Streikmobilisierung auf Firmenparkplatz
Das Streikrecht umfasst die Befugnis einer streikführenden Gewerkschaft, die zur Arbeitsniederlegung aufgerufenen Arbeitnehmer unmittelbar vor dem Betreten des Betriebes anzusprechen,
um sie für die Teilnahme am Streik zu gewinnen. Eine solche Aktion kann – abhängig von den konkreten örtlichen Gegebenheiten – mangels anderer Mobilisierungsmöglichkeiten
auch auf einem vom bestreikten Arbeitgeber vorgehaltenen Firmenparkplatz vor dem Betriebsgebäude zulässig sein.
Die Arbeitgeberin betreibt in einem außerörtlich gelegenen Gewerbegebiet ein Versand- und Logistikzentrum. Zu dem von ihr gepachteten Gelände gehören ein Betriebsgebäude,
das über einen zentralen Eingang zugänglich ist, und ein ca. 28.000 qm großer Parkplatz, welcher zur Nutzung für die überwiegend mit dem Auto zur Arbeit kommenden Mitarbeiter bestimmt ist.
Im September 2015 wurde die Arbeitgeberin an zwei Tagen bestreikt. Die streikführende Gewerkschaft baute an beiden Tagen auf dem Parkplatz vor dem Haupteingang Stehtische und Tonnen auf und
postierte dort ihre Vertreter sowie streikende Arbeitnehmer. Diese verteilten Flyer und forderten die zur Arbeit erscheinenden Arbeitnehmer zur Teilnahme am Streik auf.
Zu physischen Zugangsbehinderungen kam es nicht. Ähnliches wiederholte sich bei einem eintägigen Streik im März 2016.
Mit ihrer Klage hat die Arbeitgeberin die künftige Unterlassung solcher Aktionen verlangt. Das Arbeitsgericht hat der Klage entsprochen; das Landesarbeitsgericht hat sie abgewiesen.
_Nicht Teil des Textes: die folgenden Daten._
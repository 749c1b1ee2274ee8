use super::*;

fn moving() -> AnimationIntent {
    AnimationIntent {
        enabled: true,
        speed: 1.0,
        flow: 1.0,
        pulse: 0.5,
        rotate: 0.5,
        ..AnimationIntent::default()
    }
}

#[test]
fn index_hashes_match_formula() {
    assert_eq!(
        IndexHash::of(0),
        IndexHash {
            h1: 0.0,
            h2: 0.0,
            h3: 0.0
        }
    );
    let h = IndexHash::of(3);
    assert_eq!(h.h1, 0.9);
    assert_eq!(h.h2, 0.7);
    assert_eq!(h.h3, 0.1);
    assert_eq!(IndexHash::of(13), IndexHash::of(3));
    assert_eq!(IndexHash::of(usize::MAX), IndexHash::of(usize::MAX % 10));
}

#[test]
fn disabled_or_still_intent_has_no_motion() {
    let anchor = Point::new(10.0, 10.0);
    assert!(motion_track(0, &AnimationIntent::default(), anchor, 100.0).is_none());
    let still = AnimationIntent {
        enabled: true,
        speed: 1.0,
        ..AnimationIntent::default()
    };
    assert!(motion_track(0, &still, anchor, 100.0).is_none());
}

#[test]
fn motion_timing_follows_index() {
    let anchor = Point::new(500.0, 300.0);
    let t0 = motion_track(0, &moving(), anchor, 1000.0).unwrap();
    assert_eq!(t0.duration_s, 15.0);
    assert_eq!(t0.begin_s, 0.0);

    let t1 = motion_track(1, &moving(), anchor, 1000.0).unwrap();
    // h2 = 0.9, h3 = 0.7
    assert!((t1.duration_s - 20.0 * 1.2).abs() < 1e-9);
    assert!((t1.begin_s + 0.7 * t1.duration_s).abs() < 1e-9);
}

#[test]
fn slow_speed_is_floored() {
    let anchor = Point::ORIGIN;
    let mut intent = moving();
    intent.speed = 0.0;
    let t = motion_track(0, &intent, anchor, 100.0).unwrap();
    assert_eq!(t.duration_s, 150.0);
    intent.speed = f64::NAN;
    assert_eq!(motion_track(0, &intent, anchor, 100.0).unwrap().duration_s, 150.0);
}

#[test]
fn keyframes_loop_and_scale_around_anchor() {
    let anchor = Point::new(200.0, 100.0);
    let t = motion_track(2, &moving(), anchor, 1000.0).unwrap();
    assert_eq!(t.keyframes[0], Keyframe::REST);
    assert_eq!(t.keyframes[3], Keyframe::REST);

    let k1 = t.keyframes[1];
    assert!((k1.offset.hypot() - 60.0).abs() < 1e-9);
    assert!((k1.scale - 1.06).abs() < 1e-12);
    assert_eq!(k1.rotate_deg, 10.0);

    // translate(t) . scale(s) maps the anchor to anchor + offset.
    let moved = k1.translate(anchor) + anchor.to_vec2() * k1.scale;
    assert!((moved - (anchor.to_vec2() + k1.offset)).hypot() < 1e-9);

    let k2 = t.keyframes[2];
    assert!((k2.offset.hypot() - 36.0).abs() < 1e-9);
    assert_eq!(k2.rotate_deg, -5.0);
}

#[test]
fn color_cycle_rotates_hue() {
    let c = Color::hsl(30.0, 50.0, 50.0);
    assert!(color_cycle(0, &moving(), c).is_none());
    let intent = AnimationIntent {
        color_cycle: true,
        color_cycle_speed: 2.0,
        ..AnimationIntent::default()
    };
    let cycle = color_cycle(0, &intent, c).unwrap();
    assert!((cycle.duration_s - 4.8).abs() < 1e-9);
    assert_eq!(cycle.begin_s, 0.0);
    assert_eq!(cycle.values[0], c);
    assert_eq!(cycle.values[3], c);
    assert_eq!(cycle.values[1].to_hsl().h, 150.0);
    assert_eq!(cycle.values[2].to_hsl().h, 270.0);
}

#[test]
fn shimmer_requires_positive_rate() {
    let mut intent = AnimationIntent::default();
    assert_eq!(noise_shimmer(&intent), None);
    intent.noise_anim = 4.0;
    assert_eq!(noise_shimmer(&intent), Some(0.25));
    intent.noise_anim = 1000.0;
    assert_eq!(noise_shimmer(&intent), Some(0.05));
}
Die hiergegen gerichtete Revision der Arbeitgeberin blieb vor dem Ersten Senat des Bundesarbeitsgerichts ohne Erfolg.
Im konkreten Fall ergibt die Abwägung widerstreitender grundrechtlicher Gewährleistungen auf Arbeitgeber- und Gewerkschaftsseite, dass die Arbeitgeberin eine kurzzeitige, situative Beeinträchtigung ihres Besitzes hinzunehmen hat.
Angesichts der örtlichen Verhältnisse kann die Gewerkschaft nur auf dem Firmenparkplatz vor dem Haupteingang mit den zum Streik aufgerufenen Arbeitnehmern kommunizieren und im Gespräch versuchen, auf Arbeitswillige einzuwirken.
Bundesarbeitsgericht, Urteil vom 20. November 2018 – 1 AZR 189/17 –
Vorinstanz: Landesarbeitsgericht Berlin-Brandenburg, Urteil vom 29. März 2017 – 24 Sa 979/16 –
Hinweis: Der Senat hat in einem weiteren Verfahren mit ähnlich gelagertem Sachverhalt die dem Klageantrag stattgebende Entscheidung des Landesarbeitsgerichts aufgehoben und die das Unterlassungsbegehren abweisende Entscheidung des Arbeitsgerichts wiederhergestellt.